▶ _EXERCISE DESCRIPTION_
In the listing below, locate the line that contains "filename crates/intake/src/adapters.rs" and the line that contains "let rows = department::list_departments(self.database.pool())". Restate word for word those two lines and every line between them, and nothing else.

▶ _RECORDS SUPPLIED_
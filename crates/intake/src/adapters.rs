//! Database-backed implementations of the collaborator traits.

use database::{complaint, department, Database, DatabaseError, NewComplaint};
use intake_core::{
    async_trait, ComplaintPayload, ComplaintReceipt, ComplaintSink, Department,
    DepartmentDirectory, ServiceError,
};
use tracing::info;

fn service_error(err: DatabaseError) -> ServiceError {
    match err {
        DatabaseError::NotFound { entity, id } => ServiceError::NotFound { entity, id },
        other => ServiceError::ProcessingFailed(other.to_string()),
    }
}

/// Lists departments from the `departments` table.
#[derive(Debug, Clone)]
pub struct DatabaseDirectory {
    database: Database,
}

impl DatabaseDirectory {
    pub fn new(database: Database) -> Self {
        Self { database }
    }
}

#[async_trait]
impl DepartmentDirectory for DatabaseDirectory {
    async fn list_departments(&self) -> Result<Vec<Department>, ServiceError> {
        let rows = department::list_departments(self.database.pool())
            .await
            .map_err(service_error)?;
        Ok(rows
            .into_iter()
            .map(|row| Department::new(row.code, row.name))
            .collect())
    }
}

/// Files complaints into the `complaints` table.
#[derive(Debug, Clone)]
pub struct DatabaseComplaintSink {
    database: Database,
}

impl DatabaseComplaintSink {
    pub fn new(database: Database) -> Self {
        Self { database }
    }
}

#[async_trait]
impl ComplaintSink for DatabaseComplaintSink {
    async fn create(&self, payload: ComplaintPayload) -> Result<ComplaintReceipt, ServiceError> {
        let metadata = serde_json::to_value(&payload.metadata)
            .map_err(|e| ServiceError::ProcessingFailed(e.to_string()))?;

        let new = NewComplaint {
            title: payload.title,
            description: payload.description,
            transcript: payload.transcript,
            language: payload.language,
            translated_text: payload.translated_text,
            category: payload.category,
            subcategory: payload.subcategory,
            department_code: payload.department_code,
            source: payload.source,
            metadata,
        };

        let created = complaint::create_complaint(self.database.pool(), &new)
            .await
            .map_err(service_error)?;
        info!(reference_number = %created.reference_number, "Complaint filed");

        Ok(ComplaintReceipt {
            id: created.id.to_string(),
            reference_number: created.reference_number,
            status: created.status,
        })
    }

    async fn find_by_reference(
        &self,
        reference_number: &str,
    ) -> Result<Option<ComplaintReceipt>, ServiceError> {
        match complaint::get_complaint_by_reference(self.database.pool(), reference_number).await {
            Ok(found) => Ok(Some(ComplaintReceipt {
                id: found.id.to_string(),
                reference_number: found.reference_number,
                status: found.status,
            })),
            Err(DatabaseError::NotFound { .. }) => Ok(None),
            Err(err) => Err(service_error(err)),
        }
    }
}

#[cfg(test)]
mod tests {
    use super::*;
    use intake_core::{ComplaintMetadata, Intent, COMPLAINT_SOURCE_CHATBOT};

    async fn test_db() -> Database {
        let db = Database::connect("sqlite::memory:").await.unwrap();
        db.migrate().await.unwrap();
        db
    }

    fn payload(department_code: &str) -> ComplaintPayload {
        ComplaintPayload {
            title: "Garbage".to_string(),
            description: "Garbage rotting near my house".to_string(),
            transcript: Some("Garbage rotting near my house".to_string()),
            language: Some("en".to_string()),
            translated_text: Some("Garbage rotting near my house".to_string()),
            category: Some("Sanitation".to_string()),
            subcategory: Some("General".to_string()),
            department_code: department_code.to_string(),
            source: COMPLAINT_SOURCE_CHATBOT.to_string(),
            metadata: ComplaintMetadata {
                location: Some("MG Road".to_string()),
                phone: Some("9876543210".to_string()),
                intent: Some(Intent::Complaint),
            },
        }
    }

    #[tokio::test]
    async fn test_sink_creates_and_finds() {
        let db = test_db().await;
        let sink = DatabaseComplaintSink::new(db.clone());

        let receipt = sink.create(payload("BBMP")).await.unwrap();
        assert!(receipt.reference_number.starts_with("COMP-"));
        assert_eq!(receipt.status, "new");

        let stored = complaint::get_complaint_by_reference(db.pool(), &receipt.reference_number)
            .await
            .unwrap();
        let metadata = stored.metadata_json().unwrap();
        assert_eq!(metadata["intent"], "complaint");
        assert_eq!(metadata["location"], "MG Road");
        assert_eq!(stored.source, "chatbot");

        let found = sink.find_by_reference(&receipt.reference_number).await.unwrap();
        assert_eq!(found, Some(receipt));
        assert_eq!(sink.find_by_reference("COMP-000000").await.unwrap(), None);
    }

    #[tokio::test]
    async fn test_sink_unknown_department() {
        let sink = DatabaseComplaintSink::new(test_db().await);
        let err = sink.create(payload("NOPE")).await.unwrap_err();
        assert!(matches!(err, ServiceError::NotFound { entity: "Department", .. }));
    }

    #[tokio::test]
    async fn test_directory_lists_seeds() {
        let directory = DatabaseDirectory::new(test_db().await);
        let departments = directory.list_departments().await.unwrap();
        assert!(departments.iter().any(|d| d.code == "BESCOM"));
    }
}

* * *

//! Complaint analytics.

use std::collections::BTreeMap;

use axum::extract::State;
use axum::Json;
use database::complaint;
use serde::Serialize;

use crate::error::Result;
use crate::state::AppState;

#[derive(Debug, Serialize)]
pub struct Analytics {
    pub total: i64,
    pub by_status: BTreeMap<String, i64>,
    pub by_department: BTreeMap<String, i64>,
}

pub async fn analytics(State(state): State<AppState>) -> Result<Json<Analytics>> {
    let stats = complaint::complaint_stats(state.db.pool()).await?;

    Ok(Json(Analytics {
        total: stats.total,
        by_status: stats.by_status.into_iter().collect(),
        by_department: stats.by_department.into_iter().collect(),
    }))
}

▶ _SOLUTION TO THE EXERCISE_
filename crates/intake/src/adapters.rs
//! Database-backed implementations of the collaborator traits.

use database::{complaint, department, Database, DatabaseError, NewComplaint};
use intake_core::{
    async_trait, ComplaintPayload, ComplaintReceipt, ComplaintSink, Department,
    DepartmentDirectory, ServiceError,
};
use tracing::info;

fn service_error(err: DatabaseError) -> ServiceError {
    match err {
        DatabaseError::NotFound { entity, id } => ServiceError::NotFound { entity, id },
        other => ServiceError::ProcessingFailed(other.to_string()),
    }
}

/// Lists departments from the `departments` table.
#[derive(Debug, Clone)]
pub struct DatabaseDirectory {
    database: Database,
}

impl DatabaseDirectory {
    pub fn new(database: Database) -> Self {
        Self { database }
    }
}

#[async_trait]
impl DepartmentDirectory for DatabaseDirectory {
    async fn list_departments(&self) -> Result<Vec<Department>, ServiceError> {
        let rows = department::list_departments(self.database.pool())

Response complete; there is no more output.